Wang & Wang (2015) proposed an approach that mapped extracted opinions from online reviews into preferences in a way that CF-based RSs could understand. The experimental results for their proposed CF approach indicated that incorporating sentiment analysis into CF improves the accuracy of product recommendations.

Pappas & Popescu-Belis (2016) consider the user reviews to address the problem of one-class CF problem, which only handles explicit positive feedback. Extracted sentiment information from reviews is mapped as sentiment scores to user ratings using an integrated nearest neighbour model. Their proposed approach demonstrated that users’ unary feedback (likes or favourites) and the sentiments expressed in user reviews are inextricably linked.

Dubey et al. (2018) proposed an enhanced item-based CF approach using sentiment analysis. They built a dictionary, calculated the sentiment scores by the positive reviews’ probability, and filtered out items with negative reviews. The proposed approach improved the quality of predictions compared to conventional RSs. The limitation of this work is that the authors claim that their method of calculating the sentiment score based on probabilities is inaccurate because many reviews are classified incorrectly.

Ghasemi & Momtazi (2021) proposed a review-based model to boost CF by measuring user similarities based on seven different methods, including two that are lexicon-based, two that use neural representations of words, and three that are based on neural representations of text. Among these, the model based on a long short-term memory (LSTM) network achieved the best results.

Even though previous studies have found that sentiment analysis benefits the performance of the CF approach, the existing studies are still inadequate. Most of these studies calculate the implicit ratings using the conventional method that aggregates sentiment scores in a review or employing a classification method based on most positive or negative words. Both methods ignore the degree of sentiment words during calculating the implicit rating, which is not the case in this study. Furthermore, most recent studies that attempt to determine implicit ratings rely only on the sentiment words appearing in user reviews. In contrast, our study calculates the implicit rating using aspect–sentiment word pairs in addition to the method of aggregating sentiment words considering their degrees.

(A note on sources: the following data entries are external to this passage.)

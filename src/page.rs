//! Splits the sorted posts into pages and assembles the HTML for every page
//! and every standalone post. All markup outside of the posts themselves is
//! literal: a header, a footer, and the configured post wrapper.

use crate::config::Config;
use crate::log;
use crate::post::Post;
use std::collections::HashMap;
use std::fs;
use std::io;
use std::ops::Range;

/// The link back to the newest page.
pub const HOME_LINK: &str = r#"<a href="/">&lt; home</a>"#;

/// The literal markup wrapped around content.
#[derive(Clone, Debug, PartialEq)]
pub struct Layout {
    pub header: String,
    pub footer: String,
    pub post_opening: String,
    pub post_closing: String,
}

impl Layout {
    /// Reads the header and footer files named by `config`.
    pub fn load(config: &Config) -> io::Result<Layout> {
        Ok(Layout {
            header: fs::read_to_string(&config.header_file)?,
            footer: fs::read_to_string(&config.footer_file)?,
            post_opening: config.post_opening.clone(),
            post_closing: config.post_closing.clone(),
        })
    }

    /// Wraps one post's HTML in the post opening and closing markup.
    pub fn wrap(&self, html: &str) -> String {
        format!("{}{}{}", self.post_opening, html, self.post_closing)
    }

    fn separator(&self) -> String {
        format!("{}{}", self.post_closing, self.post_opening)
    }
}

/// Assigns `count` posts to pages and returns the index range of the posts on
/// each page, newest page first.
///
/// The first page closes after `posts_per_page + 1` posts; every later page
/// closes after `posts_per_page` posts; the last post always closes its page.
/// With 9 posts and a page size of 4 this gives pages of 5 and 4 posts.
pub fn paginate(count: usize, posts_per_page: usize) -> Vec<Range<usize>> {
    let mut pages = Vec::new();
    let mut start = 0;
    for i in 0..count {
        let placed = i + 1 - start;
        let capacity = if pages.is_empty() {
            posts_per_page + 1
        } else {
            posts_per_page
        };
        if placed == capacity || i == count - 1 {
            pages.push(start..i + 1);
            start = i + 1;
        }
    }
    pages
}

/// The URL path of page `index`. The newest page lives at the root.
fn page_path(index: usize) -> String {
    match index {
        0 => String::from("/"),
        _ => format!("/{}", index),
    }
}

/// Builds the HTML for every page (newest first) and for every post on its
/// own, keyed by file name. `tag_index` is placed under the header of each
/// one; pass an empty string to leave it out.
pub fn build_pages(
    posts: &[Post],
    posts_per_page: usize,
    layout: &Layout,
    tag_index: &str,
) -> (Vec<String>, HashMap<String, String>) {
    let ranges = paginate(posts.len(), posts_per_page);
    let last_page = ranges.len().saturating_sub(1);

    let mut single_posts = HashMap::with_capacity(posts.len());
    let mut pages = Vec::with_capacity(ranges.len());
    for (index, range) in ranges.into_iter().enumerate() {
        for (i, post) in posts[range.clone()].iter().enumerate() {
            log!(
                "build";
                "{}: placing {} on page {}/{}",
                range.start + i,
                post.filename,
                index,
                last_page
            );
            single_posts.insert(
                post.filename.clone(),
                single_post_html(post, layout, tag_index),
            );
        }
        pages.push(page_html(&posts[range], index, last_page, layout, tag_index));
    }
    (pages, single_posts)
}

fn page_html(
    posts: &[Post],
    index: usize,
    last_page: usize,
    layout: &Layout,
    tag_index: &str,
) -> String {
    let contents: Vec<&str> = posts.iter().map(|p| p.rendered_content.as_str()).collect();
    let separator = layout.separator();

    let mut blocks: Vec<String> = Vec::with_capacity(8);
    blocks.push(layout.header.clone());
    if !tag_index.is_empty() {
        blocks.push(tag_index.to_owned());
    }
    blocks.push(layout.post_opening.clone());
    blocks.push(contents.join(separator.as_str()));
    blocks.push(layout.post_closing.clone());
    if index > 0 {
        blocks.push(format!(
            r#"<a href="{}">&lt; newer</a>"#,
            page_path(index - 1)
        ));
    }
    if index < last_page {
        blocks.push(format!(
            r#"<a href="{}">older &gt;</a>"#,
            page_path(index + 1)
        ));
    }
    blocks.push(layout.footer.clone());
    blocks.join("\n")
}

fn single_post_html(post: &Post, layout: &Layout, tag_index: &str) -> String {
    let mut blocks: Vec<&str> = Vec::with_capacity(7);
    blocks.push(&layout.header);
    if !tag_index.is_empty() {
        blocks.push(tag_index);
    }
    blocks.push(&layout.post_opening);
    blocks.push(&post.rendered_content);
    blocks.push(&layout.post_closing);
    blocks.push(HOME_LINK);
    blocks.push(&layout.footer);
    blocks.join("\n")
}
//! Error types for the maritime console client

use std::time::Duration;
use thiserror::Error;

/// Result type alias using the console's Error type
pub type Result<T> = std::result::Result<T, Error>;

/// Closed classification of every failure the client can surface.
///
/// The health indicator only cares whether a call failed; richer views use this
/// to decide how to present an individual failed operation.
#[derive(Debug, Clone, Copy, PartialEq, Eq, Hash, serde::Serialize, serde::Deserialize)]
#[serde(rename_all = "snake_case")]
pub enum ErrorKind {
    /// The remote service could not be reached at all
    Connectivity,
    /// The call exceeded its allotted timeout
    Timeout,
    /// The remote service answered with a non-2xx status
    Remote,
    /// A 2xx response body could not be decoded
    Decode,
    /// Any other transport failure
    Transport,
    /// The owning session shut down while the call was in flight
    Cancelled,
    /// Invalid configuration or caller input
    Config,
}

impl std::fmt::Display for ErrorKind {
    fn fmt(&self, f: &mut std::fmt::Formatter<'_>) -> std::fmt::Result {
        match self {
            ErrorKind::Connectivity => write!(f, "connectivity"),
            ErrorKind::Timeout => write!(f, "timeout"),
            ErrorKind::Remote => write!(f, "remote"),
            ErrorKind::Decode => write!(f, "decode"),
            ErrorKind::Transport => write!(f, "transport"),
            ErrorKind::Cancelled => write!(f, "cancelled"),
            ErrorKind::Config => write!(f, "config"),
        }
    }
}

/// Main error type for the console client
#[derive(Error, Debug)]
pub enum Error {
    /// Configuration error
    #[error("Configuration error: {0}")]
    Config(String),

    /// Invalid input
    #[error("Invalid input: {0}")]
    InvalidInput(String),

    /// The remote service is unreachable
    #[error("Cannot connect to API server at {base_url}. Make sure the backend is running ({message})")]
    Connectivity {
        /// Configured base URL the call was aimed at
        base_url: String,
        /// Underlying transport message
        message: String,
    },

    /// The call ran past its timeout and was abandoned
    #[error("Request to {url} timed out after {}s", .timeout.as_secs_f64())]
    Timeout {
        /// Full URL of the abandoned call
        url: String,
        /// Timeout that applied to the call
        timeout: Duration,
    },

    /// Non-2xx answer from the remote service
    #[error("API error ({status}): {body}")]
    Remote {
        /// HTTP status code
        status: u16,
        /// Response body, exactly as received
        body: String,
    },

    /// Response body was not the JSON we expected
    #[error("Decode error: {0}")]
    Decode(String),

    /// Transport failure that is neither connectivity nor timeout
    #[error("HTTP error: {0}")]
    Transport(String),

    /// The session owning the call was shut down
    #[error("Operation cancelled: session closed")]
    Cancelled,

    /// JSON serialization/deserialization error
    #[error("JSON error: {0}")]
    Json(#[from] serde_json::Error),

    /// I/O error
    #[error("I/O error: {0}")]
    Io(#[from] std::io::Error),
}

impl Error {
    /// Classification of this error
    pub fn kind(&self) -> ErrorKind {
        match self {
            Error::Config(_) | Error::InvalidInput(_) | Error::Io(_) => ErrorKind::Config,
            Error::Connectivity { .. } => ErrorKind::Connectivity,
            Error::Timeout { .. } => ErrorKind::Timeout,
            Error::Remote { .. } => ErrorKind::Remote,
            Error::Decode(_) | Error::Json(_) => ErrorKind::Decode,
            Error::Transport(_) => ErrorKind::Transport,
            Error::Cancelled => ErrorKind::Cancelled,
        }
    }

    /// HTTP status of a remote error response
    pub fn status(&self) -> Option<u16> {
        match self {
            Error::Remote { status, .. } => Some(*status),
            _ => None,
        }
    }

    /// Remote error body parsed as JSON, falling back to a JSON string
    pub fn remote_json(&self) -> Option<serde_json::Value> {
        match self {
            Error::Remote { body, .. } => Some(
                serde_json::from_str(body)
                    .unwrap_or_else(|_| serde_json::Value::String(body.clone())),
            ),
            _ => None,
        }
    }

    /// Check if error is retryable
    pub fn is_retryable(&self) -> bool {
        match self {
            Error::Connectivity { .. } | Error::Timeout { .. } | Error::Transport(_) => true,
            Error::Remote { status, .. } => *status == 429 || *status >= 500,
            _ => false,
        }
    }

    /// Check if error is a client error (user's fault)
    pub fn is_client_error(&self) -> bool {
        match self {
            Error::Config(_) | Error::InvalidInput(_) => true,
            Error::Remote { status, .. } => (400..500).contains(status) && *status != 429,
            _ => false,
        }
    }
}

Other approaches that use user reviews go even further by proposing sentiment-based models that integrate contextual information to enhance the CF (Osman et al., 2021) or generate user profiles to identify user preferences (Cheng et al., 2019; Bauman, Liu & Tuzhilin, 2017; Wang, Wang & Xu, 2018). Moreover, others like (Da’u et al., 2020; Ray, Garain & Sarkar, 2021; AL-Ghuribi et al., 2023; Cheng et al., 2018) focused on integrating aspect/feature elements of reviews into CF as multiple criteria to improve the CF performance. As can be seen from the current studies, little emphasis has been placed on using user reviews to determine the implicit rating and integrate it into the CF approach. This motivated us to use user reviews to calculate implicit ratings using different methods that are not previously indicated in the available studies.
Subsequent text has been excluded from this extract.